Rethinking Bicuspid Extraction Patterns

 From: Morton Speck [mailto:mortspeck@gmail.com]
Sent: Monday, January 31, 2011 10:04 AM
To: escostudyclub@yahoo.com
Subject: Rethinking Bicuspid Extraction Patterns

Before I launch into one of my favorite topics, it’s great to see a refurbished ESCO as well as many of the usual suspects.  Thanks Huibi!

Now to cut to the chase!

Most of us consider extracting the four 1st bicuspids in a Cl. 1 crowded case a no-brainer because that tooth is closest to the crowding.  However, that is not always the best strategy in the maxillary arch for the following reasons: since the 1st bicuspid is generally larger than the 2nd, the presence of the 1st bicuspid makes the reopening of the extraction site less likely; furthermore, should the space reopen, it is less obvious because of its more distal position; equally important, the difference in the gingival heights of the cuspid and 2nd bicuspid can compromise smile esthetics.  The natural juxtaposition of the cuspid and 1st bicuspid results in a much more pleasing appearance.
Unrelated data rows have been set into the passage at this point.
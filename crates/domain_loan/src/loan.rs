//! Loan aggregate
//!
//! # Lifecycle
//!
//! ```text
//! Pending -> Approved -> Active -> Paid
//!    |          |          \-> Defaulted
//!    |          \-> Rejected | Cancelled
//!    \-> Rejected | Cancelled
//! ```
//!
//! `Overdue` is never stored; it is derived for display when an active loan's
//! next payment date has passed.

use chrono::{DateTime, NaiveDate, Utc};
use rust_decimal::Decimal;
use serde::{Deserialize, Serialize};

use core_kernel::{LoanId, MemberId, Money, RepaymentId, SavingsAccountId, TransactionId};

use crate::amortization::{self, ScheduleSummary};
use crate::error::LoanError;

/// Persisted loan status
#[derive(Debug, Clone, Copy, PartialEq, Eq, Hash, Serialize, Deserialize)]
#[serde(rename_all = "snake_case")]
pub enum LoanStatus {
    Pending,
    Approved,
    /// Disbursed and being repaid
    Active,
    Paid,
    Rejected,
    Cancelled,
    Defaulted,
}

impl LoanStatus {
    pub fn is_terminal(&self) -> bool {
        matches!(
            self,
            LoanStatus::Paid | LoanStatus::Rejected | LoanStatus::Cancelled | LoanStatus::Defaulted
        )
    }

    pub fn as_str(&self) -> &'static str {
        match self {
            LoanStatus::Pending => "pending",
            LoanStatus::Approved => "approved",
            LoanStatus::Active => "active",
            LoanStatus::Paid => "paid",
            LoanStatus::Rejected => "rejected",
            LoanStatus::Cancelled => "cancelled",
            LoanStatus::Defaulted => "defaulted",
        }
    }

    pub fn parse(value: &str) -> Option<Self> {
        match value {
            "pending" => Some(LoanStatus::Pending),
            "approved" => Some(LoanStatus::Approved),
            "active" => Some(LoanStatus::Active),
            "paid" => Some(LoanStatus::Paid),
            "rejected" => Some(LoanStatus::Rejected),
            "cancelled" => Some(LoanStatus::Cancelled),
            "defaulted" => Some(LoanStatus::Defaulted),
            _ => None,
        }
    }
}

/// Status as shown to members, including the derived overdue state
#[derive(Debug, Clone, Copy, PartialEq, Eq, Serialize, Deserialize)]
#[serde(rename_all = "snake_case")]
pub enum LoanDisplayStatus {
    Pending,
    Approved,
    Active,
    Overdue,
    Paid,
    Rejected,
    Cancelled,
    Defaulted,
}

impl From<LoanStatus> for LoanDisplayStatus {
    fn from(status: LoanStatus) -> Self {
        match status {
            LoanStatus::Pending => LoanDisplayStatus::Pending,
            LoanStatus::Approved => LoanDisplayStatus::Approved,
            LoanStatus::Active => LoanDisplayStatus::Active,
            LoanStatus::Paid => LoanDisplayStatus::Paid,
            LoanStatus::Rejected => LoanDisplayStatus::Rejected,
            LoanStatus::Cancelled => LoanDisplayStatus::Cancelled,
            LoanStatus::Defaulted => LoanDisplayStatus::Defaulted,
        }
    }
}

/// A member's loan application
#[derive(Debug, Clone, Serialize, Deserialize)]
pub struct LoanApplication {
    pub member_id: MemberId,
    pub principal: Money,
    pub purpose: String,
    pub term_months: u32,
    pub annual_rate_percent: Decimal,
    /// Savings account that receives the disbursement
    pub disbursement_account: SavingsAccountId,
}

/// A loan
#[derive(Debug, Clone, PartialEq, Serialize, Deserialize)]
pub struct Loan {
    pub id: LoanId,
    pub member_id: MemberId,
    pub principal: Money,
    pub purpose: String,
    pub term_months: u32,
    pub annual_rate_percent: Decimal,
    pub monthly_payment: Money,
    pub total_interest: Money,
    pub total_repaid: Money,
    pub repayment_count: u32,
    pub disbursement_account: SavingsAccountId,
    pub status: LoanStatus,
    pub application_date: NaiveDate,
    pub approval_date: Option<NaiveDate>,
    pub disbursement_date: Option<NaiveDate>,
    pub next_payment_date: Option<NaiveDate>,
    /// Date the loan reached a terminal status
    pub closed_date: Option<NaiveDate>,
    pub disbursement_transaction_id: Option<TransactionId>,
    pub status_reason: Option<String>,
    pub created_at: DateTime<Utc>,
    pub updated_at: DateTime<Utc>,
}

impl Loan {
    /// Creates a pending loan with its installment quoted
    pub fn submit(application: &LoanApplication, quote: ScheduleSummary, now: DateTime<Utc>) -> Self {
        Self {
            id: LoanId::new_v7(),
            member_id: application.member_id,
            principal: application.principal,
            purpose: application.purpose.trim().to_string(),
            term_months: application.term_months,
            annual_rate_percent: application.annual_rate_percent,
            monthly_payment: quote.monthly_payment,
            total_interest: quote.total_interest,
            total_repaid: Money::ZERO,
            repayment_count: 0,
            disbursement_account: application.disbursement_account,
            status: LoanStatus::Pending,
            application_date: now.date_naive(),
            approval_date: None,
            disbursement_date: None,
            next_payment_date: None,
            closed_date: None,
            disbursement_transaction_id: None,
            status_reason: None,
            created_at: now,
            updated_at: now,
        }
    }

    /// `(principal + total interest) - total repaid`, never negative
    pub fn remaining_balance(&self) -> Money {
        amortization::remaining_balance(self.principal, self.total_interest, self.total_repaid)
    }

    pub fn total_payable(&self) -> Money {
        self.principal + self.total_interest
    }

    pub fn display_status(&self, today: NaiveDate) -> LoanDisplayStatus {
        match (self.status, self.next_payment_date) {
            (LoanStatus::Active, Some(due)) if due < today => LoanDisplayStatus::Overdue,
            (status, _) => status.into(),
        }
    }

    fn invalid(&self, action: &'static str) -> LoanError {
        LoanError::InvalidStateTransition {
            loan_id: self.id,
            from: self.status,
            action,
        }
    }

    /// Fails unless the loan is in `expected`
    pub fn ensure_status(&self, expected: LoanStatus, action: &'static str) -> Result<(), LoanError> {
        if self.status == expected {
            Ok(())
        } else {
            Err(self.invalid(action))
        }
    }

    fn touch(&mut self, now: DateTime<Utc>) {
        self.updated_at = now;
    }

    pub fn approve(&mut self, now: DateTime<Utc>) -> Result<(), LoanError> {
        if self.status != LoanStatus::Pending {
            return Err(self.invalid("approve"));
        }
        self.status = LoanStatus::Approved;
        self.approval_date = Some(now.date_naive());
        self.touch(now);
        Ok(())
    }

    /// Rejects or cancels before disbursement
    pub fn close_unfunded(
        &mut self,
        status: LoanStatus,
        reason: Option<String>,
        now: DateTime<Utc>,
    ) -> Result<(), LoanError> {
        let action = match status {
            LoanStatus::Rejected => "reject",
            LoanStatus::Cancelled => "cancel",
            _ => return Err(LoanError::validation("loans can only be rejected or cancelled here")),
        };
        if !matches!(self.status, LoanStatus::Pending | LoanStatus::Approved) {
            return Err(self.invalid(action));
        }
        self.status = status;
        self.status_reason = reason;
        self.closed_date = Some(now.date_naive());
        self.touch(now);
        Ok(())
    }

    /// Fixes the installment and starts the repayment clock
    pub fn activate(
        &mut self,
        schedule: ScheduleSummary,
        transaction_id: TransactionId,
        now: DateTime<Utc>,
    ) -> Result<(), LoanError> {
        if self.status != LoanStatus::Approved {
            return Err(self.invalid("disburse"));
        }
        let today = now.date_naive();
        self.monthly_payment = schedule.monthly_payment;
        self.total_interest = schedule.total_interest;
        self.status = LoanStatus::Active;
        self.disbursement_date = Some(today);
        self.next_payment_date = Some(amortization::add_months(today, 1));
        self.disbursement_transaction_id = Some(transaction_id);
        self.touch(now);
        Ok(())
    }

    /// Books a repayment; returns true when it settles the loan
    pub fn apply_repayment(&mut self, amount: Money, now: DateTime<Utc>) -> Result<bool, LoanError> {
        if self.status != LoanStatus::Active {
            return Err(self.invalid("repay"));
        }
        self.total_repaid += amount;
        self.repayment_count += 1;

        let settled = !self.remaining_balance().is_positive();
        if settled {
            self.status = LoanStatus::Paid;
            self.next_payment_date = None;
            self.closed_date = Some(now.date_naive());
        } else {
            let base = self.next_payment_date.unwrap_or(now.date_naive());
            self.next_payment_date = Some(amortization::add_months(base, 1));
        }
        self.touch(now);
        Ok(settled)
    }

    pub fn mark_defaulted(&mut self, now: DateTime<Utc>) -> Result<(), LoanError> {
        if self.status != LoanStatus::Active {
            return Err(self.invalid("default"));
        }
        self.status = LoanStatus::Defaulted;
        self.closed_date = Some(now.date_naive());
        self.touch(now);
        Ok(())
    }
}

/// Where a repayment comes from
#[derive(Debug, Clone, PartialEq, Eq, Serialize, Deserialize)]
#[serde(tag = "source", rename_all = "snake_case")]
pub enum RepaymentSource {
    /// Debited from a member savings account through the ledger
    Account {
        account_id: SavingsAccountId,
        reference: Option<String>,
    },
    /// Already collected elsewhere (cash desk, bank); only the reference is kept
    External { reference: String },
}

/// A recorded repayment
#[derive(Debug, Clone, PartialEq, Serialize, Deserialize)]
pub struct LoanRepayment {
    pub id: RepaymentId,
    pub loan_id: LoanId,
    pub amount: Money,
    pub reference: String,
    pub source_account: Option<SavingsAccountId>,
    pub transaction_id: Option<TransactionId>,
    pub paid_at: DateTime<Utc>,
}

#[cfg(test)]
mod tests {
    use super::*;
    use chrono::TimeZone;
    use rust_decimal_macros::dec;

    fn now() -> DateTime<Utc> {
        Utc.with_ymd_and_hms(2024, 1, 15, 10, 0, 0).unwrap()
    }

    fn loan() -> Loan {
        let application = LoanApplication {
            member_id: MemberId::new(),
            principal: Money::from_major(1_200),
            purpose: " School fees ".into(),
            term_months: 12,
            annual_rate_percent: Decimal::ZERO,
            disbursement_account: SavingsAccountId::new(),
        };
        let quote = amortization::compute_schedule(application.principal, dec!(0), 12);
        Loan::submit(&application, quote, now())
    }

    #[test]
    fn test_submit_quotes_installment() {
        let loan = loan();
        assert_eq!(loan.status, LoanStatus::Pending);
        assert_eq!(loan.purpose, "School fees");
        assert_eq!(loan.monthly_payment, Money::from_major(100));
        assert_eq!(loan.remaining_balance(), Money::from_major(1_200));
    }

    #[test]
    fn test_cannot_disburse_pending() {
        let mut loan = loan();
        let quote = amortization::compute_schedule(loan.principal, dec!(0), 12);
        let err = loan.activate(quote, TransactionId::new(), now()).unwrap_err();
        assert!(matches!(err, LoanError::InvalidStateTransition { .. }));
        assert_eq!(loan.status, LoanStatus::Pending);
    }

    #[test]
    fn test_repayments_advance_due_date_then_settle() {
        let mut loan = loan();
        loan.approve(now()).unwrap();
        let quote = amortization::compute_schedule(loan.principal, dec!(0), 12);
        loan.activate(quote, TransactionId::new(), now()).unwrap();
        assert_eq!(loan.next_payment_date, NaiveDate::from_ymd_opt(2024, 2, 15));

        assert!(!loan.apply_repayment(Money::from_major(100), now()).unwrap());
        assert_eq!(loan.next_payment_date, NaiveDate::from_ymd_opt(2024, 3, 15));

        assert!(loan.apply_repayment(Money::from_major(1_100), now()).unwrap());
        assert_eq!(loan.status, LoanStatus::Paid);
        assert_eq!(loan.remaining_balance(), Money::ZERO);
        assert!(loan.next_payment_date.is_none());
    }

    #[test]
    fn test_overdue_is_derived() {
        let mut loan = loan();
        loan.approve(now()).unwrap();
        let quote = amortization::compute_schedule(loan.principal, dec!(0), 12);
        loan.activate(quote, TransactionId::new(), now()).unwrap();

        let due = loan.next_payment_date.unwrap();
        assert_eq!(loan.display_status(due), LoanDisplayStatus::Active);
        assert_eq!(loan.display_status(due.succ_opt().unwrap()), LoanDisplayStatus::Overdue);
        assert_eq!(loan.status, LoanStatus::Active);
    }

    #[test]
    fn test_reject_only_before_disbursement() {
        let mut loan = loan();
        loan.close_unfunded(LoanStatus::Rejected, Some("income".into()), now()).unwrap();
        assert_eq!(loan.status, LoanStatus::Rejected);

        let err = loan
            .close_unfunded(LoanStatus::Cancelled, None, now())
            .unwrap_err();
        assert!(matches!(err, LoanError::InvalidStateTransition { .. }));
    }
}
Maxillary 1st bicuspids are also traditionally removed in single arch extraction cases, most notably in Cl. ll div. 1 cases.  For the reasons stated above, I would argue again that the maxillary 2nd bicuspid should be the tooth of choice in most cases.  The extraction of the maxillary first molar in single arch extraction cases is also a valid option, but that is the topic for another discussion.
With these considerations, I would ask ESCO readers why they would argue against the removal of maxillary 2nd bicuspids in the majority of cases, and in all cases where this size disparity exists, barring any periodontal considerations.
My guess is that most practitioners avoid removing maxillary 2nd bicuspids, either because they never gave it serious thought, or they were wary of the additional mechanics required and/or the anchorage-taxing problems this protocol entails.  But to trade a superior result for treatment expedience, in my view, does a disservice to your patient.  I respectfully suggest that if you have consistently favored 1st bicuspid extractions in the situations I have described, that you reconsider your options.